Appearance Change Prediction for Long-Term Autonomy in Changing Environments

Changing environments pose a serious problem to current robotic systems aiming at long term operation. While place recognition systems perform reasonably well in static or low-dynamic environments, severe appearance changes that occur between day and night, between different seasons or different local weather conditions remain a challenge.

We propose to learn to predict the changes in an environment. Our key insight is that the occurring scene changes are in part systematic, repeatable and therefore predictable.
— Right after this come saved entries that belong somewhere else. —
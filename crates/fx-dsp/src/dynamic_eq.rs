//! Single-band dynamic EQ
//!
//! ## Algorithm
//! 1. DC blocker on the input
//! 2. Bandpass biquad extracts the controlled band
//! 3. Sliding peak over the look-ahead window, then attack/release smoothing
//! 4. Gain lookup (4096 entries over levels `[0, 2]`, linear interpolation)
//! 5. One-pole gain smoothing
//! 6. `out = dry + band · (g − 1)`, both paths delayed by the look-ahead
//!
//! The lookup table is rebuilt only when threshold, ratio or mode change.

use fx_core::{DcBlocker, Sample, db_to_gain_f64, flush_denormal, gain_to_db_f64};

use crate::biquad::{BiquadCoeffs, BiquadTDF2};
use crate::dynamics::{GainComputer, GainMode, SlidingPeak, time_coeff};
use crate::Processor;
use crate::ring_buffer::RingBuffer;

/// Look-ahead applied to both dry and band paths (samples)
pub const LOOKAHEAD: usize = 64;
/// Gain table resolution
pub const LUT_SIZE: usize = 4096;
/// Highest detector level covered by the table
pub const LUT_MAX_LEVEL: f64 = 2.0;
/// Gain smoothing time constant (ms)
const GAIN_SMOOTH_MS: f64 = 10.0;

/// Band settings in physical units
#[derive(Debug, Clone, Copy, PartialEq)]
pub struct DynamicEqSettings {
    pub frequency: f64,
    pub q: f64,
    pub threshold_db: f64,
    pub ratio: f64,
    pub attack_ms: f64,
    pub release_ms: f64,
    /// Static gain applied to the band on top of the dynamic gain
    pub band_gain_db: f64,
    pub mode: GainMode,
}

impl Default for DynamicEqSettings {
    fn default() -> Self {
        Self {
            frequency: 1000.0,
            q: 1.0,
            threshold_db: -20.0,
            ratio: 4.0,
            attack_ms: 10.0,
            release_ms: 100.0,
            band_gain_db: 0.0,
            mode: GainMode::Compress,
        }
    }
}

/// One dynamic band for a single channel
#[derive(Debug, Clone)]
pub struct DynamicEqBand {
    sample_rate: f64,
    settings: DynamicEqSettings,
    dc: DcBlocker,
    band: BiquadTDF2,
    dry_delay: RingBuffer,
    band_delay: RingBuffer,
    peak: SlidingPeak,
    attack_coeff: f64,
    release_coeff: f64,
    envelope: f64,
    lut: Vec<f64>,
    static_gain: f64,
    gain: f64,
    gain_coeff: f64,
}

impl DynamicEqBand {
    pub fn new(sample_rate: f64) -> Self {
        let settings = DynamicEqSettings::default();
        let mut band = Self {
            sample_rate,
            settings,
            dc: DcBlocker::new(5.0, sample_rate),
            band: BiquadTDF2::with_coeffs(BiquadCoeffs::bandpass(
                settings.frequency,
                settings.q,
                sample_rate,
            )),
            dry_delay: RingBuffer::new(LOOKAHEAD + 1),
            band_delay: RingBuffer::new(LOOKAHEAD + 1),
            peak: SlidingPeak::new(LOOKAHEAD),
            attack_coeff: 0.0,
            release_coeff: 0.0,
            envelope: 0.0,
            lut: vec![1.0; LUT_SIZE],
            static_gain: 1.0,
            gain: 1.0,
            gain_coeff: time_coeff(GAIN_SMOOTH_MS, sample_rate),
        };
        band.rebuild_lut();
        band.apply_times();
        band
    }

    /// Update settings; filter and table are rebuilt only when their inputs change
    pub fn set(&mut self, settings: DynamicEqSettings) {
        let nyquist_guard = self.sample_rate * 0.45;
        let settings = DynamicEqSettings {
            frequency: settings.frequency.clamp(20.0, nyquist_guard),
            q: settings.q.clamp(0.1, 20.0),
            ratio: settings.ratio.max(1.0),
            ..settings
        };
        let old = self.settings;
        self.settings = settings;

        if old.frequency != settings.frequency || old.q != settings.q {
            let coeffs = BiquadCoeffs::bandpass(settings.frequency, settings.q, self.sample_rate);
            if coeffs.is_finite() {
                self.band.set_coeffs(coeffs);
            }
        }
        if old.threshold_db != settings.threshold_db
            || old.ratio != settings.ratio
            || old.mode != settings.mode
        {
            self.rebuild_lut();
        }
        if old.attack_ms != settings.attack_ms || old.release_ms != settings.release_ms {
            self.apply_times();
        }
        self.static_gain = db_to_gain_f64(settings.band_gain_db);
    }

    pub fn settings(&self) -> &DynamicEqSettings {
        &self.settings
    }

    pub fn latency(&self) -> usize {
        LOOKAHEAD
    }

    /// Current dynamic gain change on the band (dB)
    pub fn gain_change_db(&self) -> f64 {
        gain_to_db_f64(self.gain.max(1e-9))
    }

    #[inline]
    pub fn process(&mut self, input: Sample) -> Sample {
        let x = self.dc.process(input as f64);
        let band = self.band.process_f64(x);

        let level = self.peak.process(band.abs());
        let coeff = if level > self.envelope {
            self.attack_coeff
        } else {
            self.release_coeff
        };
        self.envelope = flush_denormal(level + coeff * (self.envelope - level));

        let target = self.lookup(self.envelope);
        self.gain = flush_denormal(target + self.gain_coeff * (self.gain - target));

        self.dry_delay.push(x as Sample);
        self.band_delay.push(band as Sample);
        let dry = self.dry_delay.read(LOOKAHEAD) as f64;
        let delayed_band = self.band_delay.read(LOOKAHEAD) as f64;

        let g = self.gain * self.static_gain;
        (dry + delayed_band * (g - 1.0)) as Sample
    }

    pub fn reset(&mut self) {
        self.dc.reset();
        Processor::reset(&mut self.band);
        self.dry_delay.clear();
        self.band_delay.clear();
        self.peak.reset();
        self.envelope = 0.0;
        self.gain = 1.0;
    }

    #[inline]
    fn lookup(&self, level: f64) -> f64 {
        let pos = (level / LUT_MAX_LEVEL).clamp(0.0, 1.0) * (LUT_SIZE - 1) as f64;
        let i = (pos as usize).min(LUT_SIZE - 2);
        let frac = pos - i as f64;
        self.lut[i] + (self.lut[i + 1] - self.lut[i]) * frac
    }

    fn rebuild_lut(&mut self) {
        let computer = GainComputer {
            threshold_db: self.settings.threshold_db,
            ratio: self.settings.ratio,
            knee_db: 0.0,
            mode: self.settings.mode,
        };
        for (i, entry) in self.lut.iter_mut().enumerate() {
            let level = i as f64 / (LUT_SIZE - 1) as f64 * LUT_MAX_LEVEL;
            let level_db = gain_to_db_f64(level.max(1e-9));
            *entry = db_to_gain_f64(computer.gain_db(level_db));
        }
    }

    fn apply_times(&mut self) {
        self.attack_coeff = time_coeff(self.settings.attack_ms, self.sample_rate);
        self.release_coeff = time_coeff(self.settings.release_ms, self.sample_rate);
    }
}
State of the art approaches to place recognition will attempt to directly match two scenes even if they have been observed under extremely different environmental conditions. This is prone to error and leads to bad recognition results. Instead, we propose to predict how the query scene (the winter image) would appear under the same environmental conditions as the database images (summer). This prediction process uses a dictionary that exploits the systematic nature of the seasonal changes and is learned from training data.

Superpixel-based Appearance Change Prediction (SP-ACP)

SP-ACP is a first implementation of this idea. It combines a training and a prediction phase:

Step I: SP-ACP training

SP-ACP learning a dictionary between images under different environmental conditions (e.g. winter and summer).

During training, the images are first segmented into superpixels and a descriptor is calculated for each superpixel. These descriptors are then clustered to obtain a vocabulary of visual words for each condition. In a final step, a dictionary that translates between both vocabularies is learned. This can be done due to the known pixel-accurate correspondences between the input images.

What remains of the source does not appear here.